Reply Sun 25 Feb, 2007 06:57 pm
Hi everyone - new to this 'forum stuff' but would appreciate and feedback. I am from the Uk and now living with and married to an American lady since September last yr. below are the opening paragraphs of a book we are writing between us... it will be told from 3 angles.. the narrator, myself & my wife... let me know what you think pls.
(Apologies for the ***** but the information will give our identities away and we are yet to create alternatives).

(Narrator) Chance... what is chance? Well - the dictionary definition is:' a measure of how likely it is that some event will occur.' Not the most romantic description of love - a love so powerful it would ignore the most profound difficulties, cross an ocean of 3,000 miles and bring two people together that really had 'no chance' at all of ever succeeding with their love... and yet - if I were to ask you - under the same difficulties... would you take that chance..... Would you?

(Female)-The world has a population of almost 7 billion people. How is it that people who are either getting divorced, or are ending a long term relationship feel as though they are all alone, and no one else in the world can possibly feel as lost and alone as they themselves are? Have you ever had a break up where it felt as though it were a life ending thing? That there was no possible way in heaven or earth that you could ever be happy again?

I suppose I should give you a little background first; I was married for 10 years to a man, who while he could be good, could also be very bad. We have one son together. We actually had a lot in common as well. We were both *****, both came from a mixed racial background, so we both knew about racial prejudice as well. ***** father was white/native american, while his mother was Mexican/native american. My father's family was Scot/Irish, like most Americans nowadays. He was in the navy way back when, and met my mother while stationed in Japan. So yes, that makes me that Melting pot American/Japanese. Quite an odd mixture for our son.

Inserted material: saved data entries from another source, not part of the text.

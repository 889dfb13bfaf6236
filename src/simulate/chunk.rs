// This Source Code Form is subject to the terms of the Mozilla Public
// License, v. 2.0. If a copy of the MPL was not distributed with this
// file, You can obtain one at http://mozilla.org/MPL/2.0/.

//! Per-device scratch space, and simulating one sky chunk at one frequency.

use std::sync::Arc;

use crossbeam_channel::Receiver;
use crossbeam_utils::atomic::AtomicCell;
use indicatif::ProgressBar;
use log::trace;
use marlu::UVW;
use ndarray::prelude::*;
use num_complex::Complex;

use super::{timers::Timers, SimulateError, Simulation};
use crate::{
    beam::Beam,
    correlate::{normalise_snapshot, Correlator},
    device::DeviceHandle,
    effects::{
        beam_pointing, compose, evaluate_jones_e, evaluate_jones_k, evaluate_jones_r,
        join_in_place, skip_jones_e, station_uvw, StationWork,
    },
    jones::{JonesElement, JonesField, JonesMode},
    random::RandomState,
    sky::{LocalSky, SkyChunk},
    telescope::Telescope,
    time::mjd_to_gast_fast,
    vis::Visibilities,
};

/// Things shared by every device while a channel is simulated.
#[derive(Clone, Copy)]
pub(super) struct ChannelContext<'a> {
    pub(super) sim: &'a Simulation,
    pub(super) beam: &'a dyn Beam,
    pub(super) correlator: &'a Correlator,
    pub(super) i_chan: usize,
    pub(super) freq_hz: f64,
}

/// Everything a device needs to simulate chunks. This is allocated once
/// before the channel loop and reused for every chunk and channel.
pub(super) struct DeviceWorkspace<E: JonesElement> {
    device: DeviceHandle,

    /// This device's replica of the telescope.
    telescope: Arc<Telescope>,

    /// The frequency-scaled, flux-filtered copy of the current chunk.
    chunk: SkyChunk,

    local_sky: LocalSky,

    /// Only used in matrix mode.
    r: Option<JonesField<E>>,
    e: JonesField<E>,
    k: JonesField<Complex<E::Float>>,
    j: JonesField<E>,

    station_work: StationWork,
    station_uvws: Vec<UVW>,

    /// The running sum of a single snapshot, one element per baseline.
    snapshot: Vec<E>,

    /// The sum of all chunks done on this device for the current channel.
    /// The dimensions are (time, baseline).
    vis_acc: Array2<E>,

    /// The result of the current chunk.
    vis_temp: Array2<E>,

    pub(super) timers: Timers,
}

impl<E: JonesElement> DeviceWorkspace<E> {
    pub(super) fn new(
        device: DeviceHandle,
        telescope: Arc<Telescope>,
        max_chunk_size: usize,
        num_times: usize,
        num_baselines: usize,
    ) -> DeviceWorkspace<E> {
        let mut timers = Timers::default();
        timers.init_copy.resume();
        let num_stations = telescope.num_stations();
        let r = match E::MODE {
            JonesMode::Matrix => Some(JonesField::new(num_stations, max_chunk_size)),
            JonesMode::Scalar => None,
        };
        let station_work = StationWork::new(telescope.max_station_size(), max_chunk_size);
        let mut ws = DeviceWorkspace {
            device,
            chunk: SkyChunk::with_capacity(max_chunk_size),
            local_sky: LocalSky::new(max_chunk_size),
            r,
            e: JonesField::new(num_stations, max_chunk_size),
            k: JonesField::new(num_stations, max_chunk_size),
            j: JonesField::new(num_stations, max_chunk_size),
            station_work,
            station_uvws: vec![UVW::default(); num_stations],
            snapshot: vec![E::default(); num_baselines],
            vis_acc: Array2::from_elem((num_times, num_baselines), E::default()),
            vis_temp: Array2::from_elem((num_times, num_baselines), E::default()),
            telescope,
            timers,
        };
        ws.timers.init_copy.pause();
        ws
    }

    pub(super) fn device(&self) -> &DeviceHandle {
        &self.device
    }

    /// Simulate chunks pulled from `queue` until it's empty, or until another
    /// device reports an error.
    pub(super) fn process_queue(
        &mut self,
        ctx: &ChannelContext,
        queue: Receiver<usize>,
        error: &AtomicCell<bool>,
        progress: &ProgressBar,
    ) -> Result<(), SimulateError> {
        self.device.activate();
        for i_chunk in queue.iter() {
            if error.load() {
                break;
            }
            self.simulate_chunk(ctx, i_chunk)?;
            self.timers.init_copy.resume();
            self.vis_acc
                .zip_mut_with(&self.vis_temp, |acc, &temp| *acc += temp);
            self.timers.init_copy.pause();
            progress.inc(1);
        }
        self.device.synchronize();
        Ok(())
    }

    /// Add this device's channel sum into the global visibilities, and zero
    /// it for the next channel.
    pub(super) fn merge_into(&mut self, vis: &mut Visibilities<E>, i_chan: usize) {
        vis.add_channel(i_chan, self.vis_acc.view());
        self.vis_acc.fill(E::default());
    }

    /// Simulate every time step of one sky chunk at the channel frequency.
    /// The result is left in `vis_temp`.
    pub(super) fn simulate_chunk(
        &mut self,
        ctx: &ChannelContext,
        i_chunk: usize,
    ) -> Result<(), SimulateError> {
        let ChannelContext {
            sim,
            beam,
            correlator,
            i_chan,
            freq_hz,
        } = *ctx;
        let grid = &sim.time_grid;
        let telescope = Arc::clone(&self.telescope);
        let array_position = telescope.array_position;

        self.timers.init_copy.resume();
        self.vis_temp.fill(E::default());
        sim.chunks[i_chunk].scaled_copy_into(freq_hz, sim.flux_filter, &mut self.chunk);
        self.timers.init_copy.pause();
        if self.chunk.is_empty() {
            trace!(
                "Chunk {} has no sources left at {:.4} MHz",
                i_chunk + 1,
                freq_hz / 1e6
            );
            return Ok(());
        }

        // The same stream for every chunk and channel; element errors must
        // not depend on how the sky was split.
        let mut random = RandomState::new(telescope.max_station_size(), telescope.seed, 0, 0);

        for i_time in 0..grid.num_times {
            let gast = mjd_to_gast_fast(grid.dump_centre_mjd(i_time));
            self.timers.clip.resume();
            let num_visible = self
                .local_sky
                .horizon_clip(&self.chunk, array_position, gast);
            self.timers.clip.pause();
            trace!(
                "Snapshot {:4}/{}, chunk {:4}/{}, channel {}, device {} [{} sources]",
                i_time + 1,
                grid.num_times,
                i_chunk + 1,
                sim.chunks.len(),
                i_chan + 1,
                self.device.index(),
                num_visible
            );
            if num_visible == 0 {
                for _ in 0..grid.num_vis_ave {
                    skip_jones_e(beam, &telescope, &mut random, &mut self.station_work);
                }
                continue;
            }

            self.snapshot.fill(E::default());
            for i_vis_ave in 0..grid.num_vis_ave {
                let gast = mjd_to_gast_fast(grid.vis_ave_centre_mjd(i_time, i_vis_ave));
                self.local_sky.update_positions(array_position, gast);
                let pointing = beam_pointing(
                    telescope.phase_centre,
                    array_position,
                    gast + array_position.longitude_rad,
                );

                self.timers.e.resume();
                evaluate_jones_e(
                    &mut self.e,
                    beam,
                    &telescope,
                    &self.local_sky,
                    &pointing,
                    freq_hz,
                    &mut random,
                    &mut self.station_work,
                )?;
                self.timers.e.pause();

                if let Some(r) = self.r.as_mut() {
                    self.timers.r.resume();
                    evaluate_jones_r(r, &self.local_sky, array_position.latitude_rad)?;
                    self.timers.r.pause();

                    self.timers.join.resume();
                    join_in_place(r, &self.e)?;
                    self.timers.join.pause();
                }

                for i_fringe in 0..grid.num_fringe_ave {
                    let gast =
                        mjd_to_gast_fast(grid.fringe_ave_centre_mjd(i_time, i_vis_ave, i_fringe));
                    station_uvw(&telescope, gast, &mut self.station_uvws)?;

                    self.timers.k.resume();
                    evaluate_jones_k(&mut self.k, &self.local_sky, &self.station_uvws, freq_hz)?;
                    self.timers.k.pause();

                    self.timers.join.resume();
                    compose(&mut self.j, &self.k, self.r.as_ref().unwrap_or(&self.e))?;
                    self.timers.join.pause();

                    self.timers.correlate.resume();
                    correlator.correlate(
                        &mut self.snapshot,
                        &self.local_sky,
                        &self.j,
                        &self.station_uvws,
                        freq_hz,
                        gast,
                    )?;
                    self.timers.correlate.pause();
                }
            }

            self.timers.init_copy.resume();
            normalise_snapshot(&mut self.snapshot, grid.num_vis_ave, grid.num_fringe_ave);
            for (out, &v) in self
                .vis_temp
                .row_mut(i_time)
                .iter_mut()
                .zip(self.snapshot.iter())
            {
                *out = v;
            }
            self.timers.init_copy.pause();
        }

        Ok(())
    }
}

Like all marriages, we had our ups and downs. Unfortunately we both made some really bad decisions, and because of major drug and alcohol abuse, reconciliation was out of the question. Like most people who are in a relationship, there is usually one partner who will try harder than the other to hold the marriage together as long as possible, even though the inevitable is ever drawing near. For some, it's the fear of being alone, for others it's for the children, or, for some, it's the fear of change. I would put myself in the middle choice, though, I am a creature of habit, and tend to stick with something because I like routine, same old, same old. You know, the comfortable old bathrobe that you hate to give up because it's a part of you now. Even though it's holey and threadbare, looks like crap and REALLY needs to go out with next week's garbage, you can't bear to give it up.

(Male) With over 1.1 billion internet users per day and 67% of those being men... Why was sitting down to write this email going to be any different from yesterday - or all those other days? Well for a start - it was an email and instead of filing through endless porn thumbs looking for that illusive image, (You know - the one that touches your mind in such a way that all those taboo things we civilized people are not supposed to derive pleasure from, but allows us long stayers to reach orgasm in 30 seconds and treat that image with total disregard for the person that actually lay behind it.) this email had purpose and was directed at one sole person - someone I didn't even know.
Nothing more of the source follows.